Let's call any (contiguous) subarray B (of A) a mountain if the following properties hold:

• B.length >= 3
• There exists some 0 < i < B.length - 1 such that B[0] < B[1] < ... B[i-1] < B[i] > B[i+1] > ... > B[B.length - 1]

(Note that B could be any subarray of A, including the entire array A.)

Given an array A of integers, return the length of the longest mountain. 

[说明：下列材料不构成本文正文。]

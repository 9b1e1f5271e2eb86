//! Host server capability surface.
//!
//! The embedding host hands this plugin an opaque server handle when the
//! plugin is enabled. Which restart surfaces that handle actually supports
//! is unknown at build time, so every capability method has a default body
//! reporting [`HostCallError::Unsupported`]; a host implementation overrides
//! only the surfaces it really exposes. The probe loop in
//! [`crate::invoker`] treats `Unsupported` as "try the next candidate", not
//! as a failure.

use std::collections::HashMap;

use thiserror::Error;

/// Errors surfaced by a single capability call on the host handle.
#[derive(Debug, Error)]
pub enum HostCallError {
    /// The host does not expose this capability at all.
    #[error("capability not supported by host")]
    Unsupported,

    /// The capability exists but the call failed on the host side.
    #[error("host call failed: {0}")]
    Failed(String),
}

/// A configuration value as exposed by the host.
///
/// Host configuration mappings are heterogeneous: the same key may arrive as
/// an integer, a float, or a numeric string depending on how the host parses
/// its own config files. The accessors coerce across those shapes.
#[derive(Debug, Clone, PartialEq)]
pub enum ConfigValue {
    Integer(i64),
    Float(f64),
    Text(String),
}

impl ConfigValue {
    /// Integer view of the value. Floats truncate toward zero; text must
    /// parse as a whole number. Non-finite floats yield `None`.
    pub fn as_integer(&self) -> Option<i64> {
        match self {
            Self::Integer(n) => Some(*n),
            Self::Float(f) if f.is_finite() => Some(f.trunc() as i64),
            Self::Float(_) => None,
            Self::Text(s) => s.trim().parse().ok(),
        }
    }

    /// Float view of the value. Text must parse as a number.
    pub fn as_float(&self) -> Option<f64> {
        match self {
            Self::Integer(n) => Some(*n as f64),
            Self::Float(f) => Some(*f),
            Self::Text(s) => s.trim().parse().ok(),
        }
    }
}

/// Mapping-like configuration object returned by the host, when it has one.
pub type HostConfig = HashMap<String, ConfigValue>;

/// Opaque handle onto the embedding game server.
///
/// Command-dispatch surfaces (`dispatch_command` through `run_command`)
/// receive a command string; `shutdown` and `stop` take no arguments. The
/// handle is shared with the timer task, so implementations must be
/// `Send + Sync` and record any state behind interior mutability.
pub trait ServerHandle: Send + Sync {
    /// Dispatch a console command through the host's primary command bus.
    fn dispatch_command(&self, _command: &str) -> Result<(), HostCallError> {
        Err(HostCallError::Unsupported)
    }

    /// Execute a console command (alternate command-bus naming).
    fn execute_command(&self, _command: &str) -> Result<(), HostCallError> {
        Err(HostCallError::Unsupported)
    }

    /// Run a command as the server console (alternate naming).
    fn console_command(&self, _command: &str) -> Result<(), HostCallError> {
        Err(HostCallError::Unsupported)
    }

    /// Run a command string (alternate naming).
    fn run_command(&self, _command: &str) -> Result<(), HostCallError> {
        Err(HostCallError::Unsupported)
    }

    /// Ask the host to shut itself down.
    fn shutdown(&self) -> Result<(), HostCallError> {
        Err(HostCallError::Unsupported)
    }

    /// Ask the host to stop.
    fn stop(&self) -> Result<(), HostCallError> {
        Err(HostCallError::Unsupported)
    }

    /// Host configuration retrieval, when the host exposes one.
    fn config(&self) -> Option<HostConfig> {
        None
    }
}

Return 0 if there is no mountain.

Example 1:

Input: [2,1,4,7,3,2,5]
Output: 5
Explanation: The largest mountain is [1,4,7,3,2] which has length 5.

Example 2:

Input: [2,2,2]
Output: 0
Explanation: There is no mountain.

Note:

1. 0 <= A.length <= 10000
2. 0 <= A[i] <= 10000

Follow up:

• Can you solve it using only one pass?
• Can you solve it in O(1) space?

题目链接：https://leetcode.com/problems/longest-mountain-in-array/

题目分析：要求一次遍历且O(1)空间，需要分一些情况讨论

设变量incr和decr分别表示到当前位置pos时之前连续序列的递增数和递减数，若A[pos]<=A[pos+1]，此时无论decr的值是多少都需要清0，但若incr不为0则说明之前存在一个mountain，更新答案，对incr也清0（此时的incr表示之前一组连续上升序列的长度）若A[pos]==A[pos+1]，则incr=0，若A[pos]<A[pos+1]，incr加1，这都很好理解，递减的情况只需要更新decr即可

击败100%

class Solution {
    public int longestMountain(int[] A) {
        int incr = 0, decr = 0, ans = 0;
        for (int i = 0; i < A.length - 1; i++) {
            if (A[i] <= A[i + 1]) {
                if (decr > 0) {
                    if (incr > 0) {
                        ans = Math.max(ans, decr + incr + 1);
                        incr = 0;
                    }
                    decr = 0;
                }
                if (A[i] < A[i + 1]) {
                    incr++;
                } else {
                    incr = 0;
                }
            } else if (A[i] > A[i + 1]) {
                decr++;
            }
        }
        if (decr > 0 && incr > 0) {
            ans = Math.max(ans, decr + incr + 1);
        }
        return ans;
    }
}